A sense of insufferable gloom

"Durante un giorno triste, cupo, senza suono, verso il finire dell'anno, un giorno in cui le nubi pendevano opprimentemente basse nei cieli, io avevo attraversato solo, a cavallo, un tratto di regione singolarmente desolato, finché ero venuto a trovarmi, mentre già si addensavano le ombre della sera, in prossimità della malinconica casa degli Usher. Non so come fu, ma al primo sguardo ch'io diedi all'edificio, un senso intollerabile di abbattimento invase il mio spirito.
Contemplai la scena che mi si stendeva dinanzi, la casa, l'aspetto della tenuta, i muri squallidi, le finestre simili a occhiaie vuote, i pochi giunchi maleolenti, alcuni bianchi tronchi d'albero ricoperti di muffa; contemplai ogni cosa con tale depressione d'animo ch'io non saprei paragonarla ad alcuna sensazione terrestre se non al risveglio del fumatore d'oppio, l'amaro ritorno alla vita quotidiana, il pauroso squarciarsi del velo. Sentivo attorno a me una freddezza, uno scoramento, una nausea, un'invincibile stanchezza di pensiero che nessun pungolo dell'immaginazione avrebbe saputo affinare ed esaltare in alcunché di sublime."

Edgar Allan Poe, Il crollo della casa degli Usher (Trad. M.Gallone, BUR)

giovedì 19 luglio 2012

Tutto passerà, come fumo dai bianchi meli

Non ho rimpianti, non chiamo, non piango,
tutto passerà, come fumo dai bianchi meli.
Afferrato dall'oro dell'appassimento
Io non sarò mai più giovane.

Tu ora non batterai più così,
Cuore, toccato dal freddo,
E il paese intessuto di betulle
non mi attirerà a bighellonare a piedi nudi.

Spirito di vagabondo! Tu sempre più di rado, di rado
Fai muovere la fiamma delle labbra
O mia freschezza perduta,
Ardire degli occhi e piena di sentimenti.

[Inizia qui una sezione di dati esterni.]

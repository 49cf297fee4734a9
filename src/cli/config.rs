//! Configuration management CLI commands.

use crate::cli::common::{load_config, print_json, CliError, CliResult};
use crate::config::Config;
use clap::{Args, Subcommand};
use serde::Serialize;
use std::path::{Path, PathBuf};

/// Configuration management commands
#[derive(Args, Debug)]
pub struct ConfigArgs {
    #[command(subcommand)]
    command: ConfigCommand,
}

#[derive(Subcommand, Debug)]
enum ConfigCommand {
    /// Display current configuration
    Show(ConfigShowArgs),
    /// Write the default configuration file
    Init(ConfigInitArgs),
    /// Set loading and path values
    Set(ConfigSetArgs),
    /// Check a configuration file without using it
    Validate(ConfigValidateArgs),
}

/// Display current configuration
#[derive(Args, Debug)]
pub struct ConfigShowArgs {
    /// Output as JSON
    #[arg(long)]
    json: bool,
}

/// Write the default configuration file
#[derive(Args, Debug)]
pub struct ConfigInitArgs {
    /// Overwrite an existing file
    #[arg(long)]
    force: bool,
}

/// Set configuration values
#[derive(Args, Debug)]
pub struct ConfigSetArgs {
    /// Directory holding the dataset files
    #[arg(long, value_name = "DIR")]
    data_dir: Option<PathBuf>,

    /// Per-attempt load timeout in milliseconds
    #[arg(long, value_name = "MS")]
    timeout_ms: Option<u64>,

    /// Retries after a transient load failure
    #[arg(long, value_name = "N")]
    retries: Option<u32>,

    /// Delay before the first retry in milliseconds
    #[arg(long, value_name = "MS")]
    backoff_ms: Option<u64>,
}

/// Check a configuration file
#[derive(Args, Debug)]
pub struct ConfigValidateArgs {
    /// File to check (defaults to the active configuration file)
    #[arg(value_name = "FILE")]
    file: Option<PathBuf>,

    /// Output as JSON
    #[arg(long)]
    json: bool,
}

#[derive(Serialize, Debug)]
struct ValidateOutput {
    file: String,
    valid: bool,
    datasets: usize,
    basemaps: usize,
    #[serde(skip_serializing_if = "Option::is_none")]
    error: Option<String>,
}

impl ConfigArgs {
    /// Execute config subcommand
    pub fn execute(&self, config_path: Option<&Path>) -> CliResult<()> {
        match &self.command {
            ConfigCommand::Show(args) => args.execute(config_path),
            ConfigCommand::Init(args) => args.execute(config_path),
            ConfigCommand::Set(args) => args.execute(config_path),
            ConfigCommand::Validate(args) => args.execute(config_path),
        }
    }
}

/// Resolves the file the config commands operate on.
fn target_path(config_path: Option<&Path>) -> CliResult<PathBuf> {
    match config_path {
        Some(path) => Ok(path.to_path_buf()),
        None => Config::config_file_path()
            .map_err(|e| CliError::io(format!("Failed to locate config file: {e}"))),
    }
}

impl ConfigShowArgs {
    /// Execute show command
    pub fn execute(&self, config_path: Option<&Path>) -> CliResult<()> {
        let config = load_config(config_path)?;

        if self.json {
            print_json(&config)?;
        } else {
            output_human_readable(&config);
        }

        Ok(())
    }
}

impl ConfigInitArgs {
    /// Execute init command
    pub fn execute(&self, config_path: Option<&Path>) -> CliResult<()> {
        let path = target_path(config_path)?;

        if path.exists() && !self.force {
            return Err(CliError::validation(format!(
                "Config file already exists: {} (use --force to overwrite)",
                path.display()
            )));
        }

        Config::new()
            .save_to(&path)
            .map_err(|e| CliError::io(format!("Failed to save configuration: {e:#}")))?;

        println!("Configuration written to {}", path.display());
        Ok(())
    }
}

impl ConfigSetArgs {
    /// Execute set command
    pub fn execute(&self, config_path: Option<&Path>) -> CliResult<()> {
        if self.data_dir.is_none()
            && self.timeout_ms.is_none()
            && self.retries.is_none()
            && self.backoff_ms.is_none()
        {
            return Err(CliError::validation(
                "At least one configuration option must be specified: --data-dir, --timeout-ms, --retries, or --backoff-ms",
            ));
        }

        let path = target_path(config_path)?;
        let mut config = if path.exists() {
            load_config(Some(&path))?
        } else {
            Config::new()
        };

        if let Some(dir) = &self.data_dir {
            config.paths.data_dir.clone_from(dir);
        }
        if let Some(ms) = self.timeout_ms {
            config.loading.timeout_ms = ms;
        }
        if let Some(retries) = self.retries {
            config.loading.retries = retries;
        }
        if let Some(ms) = self.backoff_ms {
            config.loading.backoff_ms = ms;
        }

        config
            .validate()
            .map_err(|e| CliError::validation(format!("Invalid configuration: {e}")))?;
        config
            .save_to(&path)
            .map_err(|e| CliError::io(format!("Failed to save configuration: {e:#}")))?;

        println!("Configuration updated successfully.");
        Ok(())
    }
}

impl ConfigValidateArgs {
    /// Execute validate command
    pub fn execute(&self, config_path: Option<&Path>) -> CliResult<()> {
        let path = match &self.file {
            Some(file) => file.clone(),
            None => target_path(config_path)?,
        };
        if !path.exists() {
            return Err(CliError::io(format!(
                "Config file not found: {}",
                path.display()
            )));
        }

        let result = Config::load_from(&path);
        let output = ValidateOutput {
            file: path.display().to_string(),
            valid: result.is_ok(),
            datasets: result.as_ref().map_or(0, |c| c.datasets.len()),
            basemaps: result.as_ref().map_or(0, |c| c.basemaps.len()),
            error: result.as_ref().err().map(|e| format!("{e:#}")),
        };

        if self.json {
            print_json(&output)?;
        } else if output.valid {
            println!(
                "✓ {} is valid ({} datasets, {} basemaps)",
                output.file, output.datasets, output.basemaps
            );
        }

        match output.error {
            Some(error) => Err(CliError::validation(error)),
            None => Ok(()),
        }
    }
}

/// Output configuration in human-readable format
fn output_human_readable(config: &Config) {
    println!("SiteLayers Configuration");
    println!("========================");
    println!();

    println!("Paths:");
    println!("  Data Directory: {}", config.paths.data_dir.display());
    println!();

    println!("Loading:");
    println!("  Timeout: {}ms", config.loading.timeout_ms);
    println!("  Retries: {}", config.loading.retries);
    println!("  Backoff: {}ms", config.loading.backoff_ms);
    println!();

    println!("Basemaps:");
    for basemap in &config.basemaps {
        let marker = if basemap.default { " (default)" } else { "" };
        println!("  {}{marker}", basemap.name);
    }
    println!();

    println!("Datasets:");
    for dataset in &config.datasets {
        let state = if dataset.visible { "on" } else { "off" };
        println!(
            "  [{state:<3}] {:<18} {:<20} {}",
            dataset.id,
            dataset.label,
            dataset.file.display()
        );
    }
    println!();
}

Tutti noi, tutti noi in questo mondo siamo destinati a morire,
Dagli aceri quieto fluisce il rame delle foglie...
Sii tu per sempre benedetto,
Tu che sei venuto per fiorire e morire.

Sergej Esenin, 1921 (trad. E.Bazzarelli)

giovedì 5 luglio 2012

L'importanza di essere gentili

Una Tac è una Tac, è chiaro. E il mezzo di contrasto è quel liquidino che, una volta in vena, per una manciata di secondi ti fa sentire incandescente. Se però ad accompagnarti in una simile indesiderata avventura ci sono persone gentili, pazienti, comprensive, che provano a distoglierti dalle tue ansie, che ti chiedono mille volte come ti senti, se è tutto ok, se ce la fai da solo o hai bisogno di una mano, a esame ultimato almeno non ti resta addosso niente di traumatico; il che, in tempi di malattia, non è poco.
Milletrecento euro al mese guadagna una persona che ha il delicato compito di accogliere creature (d'ogni età, indole e povenienza) impaurite, prepararle all'esame, iniettare loro il liquido e badare che tutto funzioni a dovere. Milletrecento euro e un impiego diviso tra due ospedali ("ci mandano una settimana qua e una là"). Dopo trent'anni di lavoro.
Qualcuno mi dirà che, stipendio o non stipendio, la gentilezza, al pari del coraggio, uno non se la può dare. È vero fino ad un certo punto. Perché se è ovvio che la gentilezza in una persona non è direttamente proporzionale allo stipendio, è altamente probabile che un trattamento economico e umano inadeguato - per non dire umiliante - generino disamore per la professione. Se l'immenso capitale umano e professionale del personale medico e paramedico continuerà ad essere gestito esclusivamente secondo le fredde logiche dell'economia aziendale possiamo aspettarci solo il declino di un sistema sanitario nazionale che, in linea di massima, resta invidiabile. Certo la gentilezza di medici e infermieri da sola non cura, ma non ho dubbi sul fatto che aiuti a guarire.